As well as running the pioneer training at CMS we’re keen to join in the wider conversation about mission through publishing ideas in books, articles and journals where we can or where we are invited. One of our new ventures has been to become a partner in Grove’s mission and evangelism series and CMS will be contributing a couple of books each year. This used to be the evangelism series and has been renamed mission and evangelism with our involvement. Colin and Anna are the two people from CMS who are involved.
Anyway good news – the first booklet is out – a grove booklet on mission and community by Mark Berry and Philip Mounstephen. It gets a hefty review here which sketches the content if you want to know what it’s about. I have read it and really recommend it. It’s the kind of book you read and think ‘of course!’ but then realise that what seems obvious often isn’t.

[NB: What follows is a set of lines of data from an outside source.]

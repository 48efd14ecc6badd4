use bevy_ecs::prelude::Resource;

/// RGBA color, components in 0.0..=1.0.
#[derive(Debug, Clone, Copy, PartialEq)]
pub struct Color {
    pub r: f32,
    pub g: f32,
    pub b: f32,
    pub a: f32,
}

impl Color {
    pub const TRANSPARENT: Self = Self::rgba(0.0, 0.0, 0.0, 0.0);
    pub const BLACK: Self = Self::rgb(0.0, 0.0, 0.0);
    pub const WHITE: Self = Self::rgb(1.0, 1.0, 1.0);
    /// Lime 500 (#84cc16)
    pub const LIME: Self = Self::hex(0x84cc16);

    pub const fn rgb(r: f32, g: f32, b: f32) -> Self {
        Self { r, g, b, a: 1.0 }
    }

    pub const fn rgba(r: f32, g: f32, b: f32, a: f32) -> Self {
        Self { r, g, b, a }
    }

    /// Opaque color from a 0xRRGGBB value
    pub const fn hex(rgb: u32) -> Self {
        let r = ((rgb >> 16) & 0xff) as f32 / 255.0;
        let g = ((rgb >> 8) & 0xff) as f32 / 255.0;
        let b = (rgb & 0xff) as f32 / 255.0;
        Self::rgb(r, g, b)
    }
}

#[derive(Debug, Clone, Copy, PartialEq, Eq, Default)]
pub enum Align {
    Start,
    #[default]
    Center,
    End,
}

#[derive(Debug, Clone, PartialEq)]
pub struct ContainerStyle {
    /// Share of the parent's free space this container takes.
    pub flex: f32,
    pub align_items: Align,
    pub justify_content: Align,
    pub background: Color,
}

impl Default for ContainerStyle {
    fn default() -> Self {
        Self {
            flex: 1.0,
            align_items: Align::Center,
            justify_content: Align::Center,
            background: Color::TRANSPARENT,
        }
    }
}

/// Weights of the single family the app ships, by their CSS values.
#[derive(Debug, Clone, Copy, PartialEq, Eq, Hash)]
pub enum FontWeight {
    Regular,
    Medium,
    SemiBold,
    Bold,
}

impl FontWeight {
    pub fn to_cosmic(self) -> cosmic_text::Weight {
        match self {
            FontWeight::Regular => cosmic_text::Weight(400),
            FontWeight::Medium => cosmic_text::Weight(500),
            FontWeight::SemiBold => cosmic_text::Weight(600),
            FontWeight::Bold => cosmic_text::Weight(700),
        }
    }
}

#[derive(Debug, Clone, PartialEq)]
pub struct TextStyle {
    pub family: String,
    pub weight: FontWeight,
    /// Size in points
    pub size: f32,
}

#[derive(Debug, Clone, Copy, PartialEq, Eq, Default)]
pub enum StatusBarStyle {
    /// Follow the system color scheme
    #[default]
    Auto,
    Light,
    Dark,
}

/// One node of the frame's output tree. The tree is the rendering
/// boundary: producing it is this crate's job, rasterizing it is not.
#[derive(Debug, Clone, PartialEq)]
pub enum Node {
    Container {
        style: ContainerStyle,
        children: Vec<Node>,
    },
    Text {
        content: String,
        style: TextStyle,
    },
    StatusBar {
        style: StatusBarStyle,
    },
}

/// The current frame's view output. Empty means nothing visible is drawn.
#[derive(Resource, Default, Debug)]
pub struct ViewTree {
    root: Option<Node>,
}

impl ViewTree {
    pub fn set_root(&mut self, node: Node) {
        self.root = Some(node);
    }

    pub fn clear(&mut self) {
        self.root = None;
    }

    pub fn root(&self) -> Option<&Node> {
        self.root.as_ref()
    }

    pub fn is_empty(&self) -> bool {
        self.root.is_none()
    }

    /// All text nodes of the tree in render order.
    pub fn text_nodes(&self) -> Vec<(&str, &TextStyle)> {
        let mut out = vec![];
        if let Some(root) = &self.root {
            collect_text(root, &mut out);
        }
        out
    }
}

fn collect_text<'a>(node: &'a Node, out: &mut Vec<(&'a str, &'a TextStyle)>) {
    match node {
        Node::Text { content, style } => out.push((content.as_str(), style)),
        Node::Container { children, .. } => {
            for child in children {
                collect_text(child, out);
            }
        }
        Node::StatusBar { .. } => {}
    }
}

#[cfg(test)]
mod tests {
    use super::*;

    #[test]
    fn hex_expands_channels() {
        let lime = Color::hex(0x84cc16);
        assert!((lime.r - 132.0 / 255.0).abs() < f32::EPSILON);
        assert!((lime.g - 204.0 / 255.0).abs() < f32::EPSILON);
        assert!((lime.b - 22.0 / 255.0).abs() < f32::EPSILON);
        assert_eq!(lime.a, 1.0);
    }

    #[test]
    fn weights_map_to_css_values() {
        assert_eq!(FontWeight::Regular.to_cosmic().0, 400);
        assert_eq!(FontWeight::Medium.to_cosmic().0, 500);
        assert_eq!(FontWeight::SemiBold.to_cosmic().0, 600);
        assert_eq!(FontWeight::Bold.to_cosmic().0, 700);
    }

    #[test]
    fn empty_tree_has_no_text() {
        let tree = ViewTree::default();
        assert!(tree.is_empty());
        assert!(tree.text_nodes().is_empty());
    }

    #[test]
    fn text_nodes_walks_nested_containers() {
        let style = TextStyle {
            family: "Host Grotesk".to_string(),
            weight: FontWeight::Regular,
            size: 16.0,
        };

        let mut tree = ViewTree::default();
        tree.set_root(Node::Container {
            style: ContainerStyle::default(),
            children: vec![
                Node::StatusBar {
                    style: StatusBarStyle::Auto,
                },
                Node::Container {
                    style: ContainerStyle::default(),
                    children: vec![Node::Text {
                        content: "inner".to_string(),
                        style: style.clone(),
                    }],
                },
            ],
        });

        let texts = tree.text_nodes();
        assert_eq!(texts.len(), 1);
        assert_eq!(texts[0].0, "inner");
    }

    #[test]
    fn clear_empties_the_tree() {
        let mut tree = ViewTree::default();
        tree.set_root(Node::StatusBar {
            style: StatusBarStyle::Auto,
        });
        assert!(!tree.is_empty());

        tree.clear();
        assert!(tree.is_empty());
    }
}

One thing in the book that I thought was particularly helpful was a diagram. They draw on Robert Warren’s Missionary Congregations book that had three interlocking equally sized circles in a venn diagram of worship, mission and community saying that all three were important and that in the intersection you’d find the heart or spirituality of a congregation.
Mark and Philip redraw the diagram showing the reality could be very different in practice to Warren’s nice equal version. It seems quite shocking – community is small and mission is isolated. The more I have thought about it the more I think that diagram nails something with truth in it even if it is exaggerated.
It’s at least worth pondering if you are in a congregation or church what the balance is and where all the church’s time, money and effort goes.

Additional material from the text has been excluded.